Probability Distributions¶

Discrete Distributions¶

Bernoulli Distribution¶

The simplest of all probabilistic experiments perhaps is tossing a coin. The outcome is either heads or tails, or 0 or 1, or.. Such an experiment is called a Bernoully experiment and the corresponding distribution is called the Bernoulli distribution.

The Bernoulli distribution has parameter \(p\). In case the random variable \(X\) is Bernoulli distributed we write \(X\sim\Bernoulli(p)\).

The probability mass function is:

\[\begin{split}p_X(x) = \begin{cases} 1-p &: x=0\\ p &: x=1\\ 0 &: \text{elsewhere} \end{cases}\end{split}\]

The expectation equals:

\[\begin{split}\E(X) &= \sum_{x=-\infty}^{\infty} x\,p_X(x)\\ &= p\end{split}\]

and its variance:

\[\Var(X) = p(1-p)\]

Binomial Distribution¶

Consider a Bernoulli distributed random variable \(Y\sim\Bernoulli(p)\), and let us repeat the experiment \(n\) times. What then is the probabilty of \(k\) successes. A success is defined as the outcome \(Y=1\) for the Bernoulli experiment.

So we define a new random variable \(X\) that is the sum of \(n\) outcomes of repeated independent and identicallu distributed (iid) Bernoulli experiments.

The outcomes of \(X\) run from \(0\) to \(n\) and the probability of finding \(k\) successes is given as:

\[p_X(x) = P(X=k) = {n \choose k}\,p^k\,(1-p)^{n-k}\]

This is called the Binomial Distribution.

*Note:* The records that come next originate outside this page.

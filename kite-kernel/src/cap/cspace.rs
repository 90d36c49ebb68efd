//! CSpace storage and resolution
//!
//! Implements seL4-style hierarchical CPtr resolution through CNode guards.
//! A CPtr is a 64-bit value interpreted as concatenated indices through a
//! CNode hierarchy; only the low `depth` bits take part.
//!
//! # Resolution Algorithm
//!
//! 1. Start at the root CNode capability
//! 2. At each CNode:
//!    - Check the guard matches the next guard bits of the CPtr
//!    - Fail with a depth mismatch if the level needs more bits than remain
//!    - Extract the index bits and find the slot
//! 3. If exactly the level's bits remained, the slot is the result
//! 4. Otherwise the slot must hold a CNode capability; descend into it

use alloc::vec::Vec;

use kite_cap::root_slots::Slot;
use kite_cap::{
    Badge, CNodeGuard, CNodeId, CNodeOps, CNodeRadix, CPtr, Cap, CapError, CapResult, CapSlot,
    CptrDepth, MAX_CNODE_RADIX, MIN_CNODE_RADIX, SlotRef,
};

/// Backing storage for one CNode.
struct CNodeStorage {
    slots: Vec<CapSlot>,
}

impl CNodeStorage {
    fn new(radix: CNodeRadix) -> Self {
        let mut slots = Vec::new();
        slots.resize(1usize << radix, CapSlot::EMPTY);
        Self { slots }
    }
}

/// All CNodes known to the kernel.
#[derive(Default)]
pub struct CSpace {
    cnodes: Vec<CNodeStorage>,
}

impl CSpace {
    pub fn new() -> Self {
        Self { cnodes: Vec::new() }
    }

    /// Allocate a CNode with `1 << radix` slots and return a capability to it.
    pub fn create_cnode(&mut self, radix: CNodeRadix, guard: CNodeGuard) -> CapResult<Cap> {
        if !(MIN_CNODE_RADIX..=MAX_CNODE_RADIX).contains(&radix) {
            return Err(CapError::InvalidIndex);
        }
        let id = CNodeId::from_index(self.cnodes.len() as u32);
        self.cnodes.push(CNodeStorage::new(radix));
        Ok(Cap::CNode { id, radix, guard })
    }

    /// Build the root task's CSpace.
    ///
    /// The root CNode holds a capability to itself and the IRQControl
    /// capability at their well-known slots.
    pub fn bootstrap(radix: CNodeRadix, guard: CNodeGuard) -> CapResult<(Self, Cap)> {
        let mut cspace = Self::new();
        let root = cspace.create_cnode(radix, guard)?;
        let Cap::CNode { id, .. } = root else {
            return Err(CapError::InvalidRoot);
        };
        cspace.slot_mut(SlotRef::new(id, Slot::RootCNode.index()))?.cap = root;
        cspace.slot_mut(SlotRef::new(id, Slot::IrqControl.index()))?.cap =
            Cap::IrqControl { badge: Badge::NONE };
        log::trace!("cspace: root CNode {} with {} slots", id.index(), 1usize << radix);
        Ok((cspace, root))
    }

    pub fn slot(&self, at: SlotRef) -> CapResult<&CapSlot> {
        self.cnodes
            .get(at.cnode.index() as usize)
            .ok_or(CapError::ObjectNotFound)?
            .slots
            .get(at.index)
            .ok_or(CapError::InvalidIndex)
    }

    fn slot_mut(&mut self, at: SlotRef) -> CapResult<&mut CapSlot> {
        self.cnodes
            .get_mut(at.cnode.index() as usize)
            .ok_or(CapError::ObjectNotFound)?
            .slots
            .get_mut(at.index)
            .ok_or(CapError::InvalidIndex)
    }

    /// The capability held at `at`, `Cap::Null` if empty.
    pub fn cap_at(&self, at: SlotRef) -> CapResult<Cap> {
        Ok(self.slot(at)?.cap)
    }

    /// Empty a slot and return what it held.
    pub fn delete(&mut self, at: SlotRef) -> CapResult<Cap> {
        let slot = self.slot_mut(at)?;
        if slot.is_empty() {
            return Err(CapError::EmptySlot);
        }
        Ok(slot.take())
    }

    /// Resolve `cptr` through the CNode tree rooted at `root`.
    pub fn resolve(&self, root: &Cap, cptr: CPtr, depth: CptrDepth) -> CapResult<SlotRef> {
        let Cap::CNode {
            mut id,
            mut radix,
            mut guard,
        } = *root
        else {
            return Err(CapError::InvalidRoot);
        };
        let mut depth = depth;

        loop {
            let remaining = depth.bits_remaining();
            if !guard.matches(cptr, remaining) {
                return Err(CapError::GuardMismatch);
            }
            if !depth.has_room(guard.bits, radix) {
                return Err(CapError::DepthMismatch);
            }

            let index = cptr.bits_at(remaining - guard.bits, radix) as usize;
            let at = SlotRef::new(id, index);
            depth = depth.consume(guard.bits, radix);
            if depth.is_complete() {
                return Ok(at);
            }

            match self.slot(at)?.cap {
                Cap::CNode {
                    id: next,
                    radix: next_radix,
                    guard: next_guard,
                } => {
                    id = next;
                    radix = next_radix;
                    guard = next_guard;
                }
                _ => return Err(CapError::DepthMismatch),
            }
        }
    }
}

impl CNodeOps for CSpace {
    fn lookup_target_slot(&self, root: &Cap, index: u64, depth: u64) -> CapResult<SlotRef> {
        if !matches!(root, Cap::CNode { .. }) {
            return Err(CapError::InvalidRoot);
        }
        let depth = CptrDepth::new(depth).ok_or(CapError::InvalidDepth)?;
        self.resolve(root, CPtr::from_raw(index), depth)
    }

    fn ensure_empty(&self, slot: SlotRef) -> CapResult<()> {
        if self.slot(slot)?.is_empty() {
            Ok(())
        } else {
            Err(CapError::SlotOccupied)
        }
    }

    fn insert(&mut self, cap: Cap, src: SlotRef, dest: SlotRef) -> CapResult<()> {
        self.slot(src)?;
        let slot = self.slot_mut(dest)?;
        if !slot.is_empty() {
            return Err(CapError::SlotOccupied);
        }
        slot.set(cap, src);
        Ok(())
    }
}
//! Capability object types
//!
//! Kernel object metadata that capabilities refer to. The interrupt control
//! subsystem only needs the interrupt identity model; CNodes are described
//! in [`crate::cnode`].

pub mod irq;

pub use irq::{
    CoreId, IrqClass, IrqIdentity, IrqNumber, IrqState, MAX_IRQ, MAX_NODES, NUM_PRIVATE_IRQS,
    NUM_SGIS, SPI_BASE, Trigger,
};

For a random variable \(X\) that has a binomial distribution we write \(X\sim\Bin(n,p)\).

The expectation is:

\[\E(X) = n\,p\]

and the variance:

\[\Var(X) = n\,p\,(1-p)\]

Uniform Distribution¶

The discrete uniform distribution is used in case all possibe outcomes of a random experiment are equally probable. Let \(X\sim\Uniform(a,b)\), with \(a<b\) and \(a,b\in\setZ\), then

\[\begin{split}p_X(x) = \begin{cases} \frac{1}{b-a+1} &: a\leq x \leq b\\ 0 &: \text{elsewhere} \end{cases}\end{split}\]

Its expectation is:

\[\E(X) = \frac{a+b}{2}\]

and its variance

\[\Var(X) = \frac{(b-a+1)^2-1}{12}\]

Continuous Distributions¶

Uniform Distribution¶

The continuous uniform distribution characterizes a random experiment in which each real valued outcome in the interval \([a,b]\subset\setR\) is equally probable. The probability density function of \(X\sim\Uniform(a,b)\) is given by

\[\begin{split}f_X(x) = \begin{cases} \frac{1}{b-a} &: a \leq x \leq b\\ 0 &: \text{elsewhere} \end{cases}\end{split}\]

Normal Distribution¶

The normal distribution is undoubtly the most often used distribution in probability and machine learning. For good reasons: a lot of natural phenomena of random character turn out to be normally distributed (at least in good approximation). Furthermore the normal distribution is a nice one to work with from a mathematical point of view.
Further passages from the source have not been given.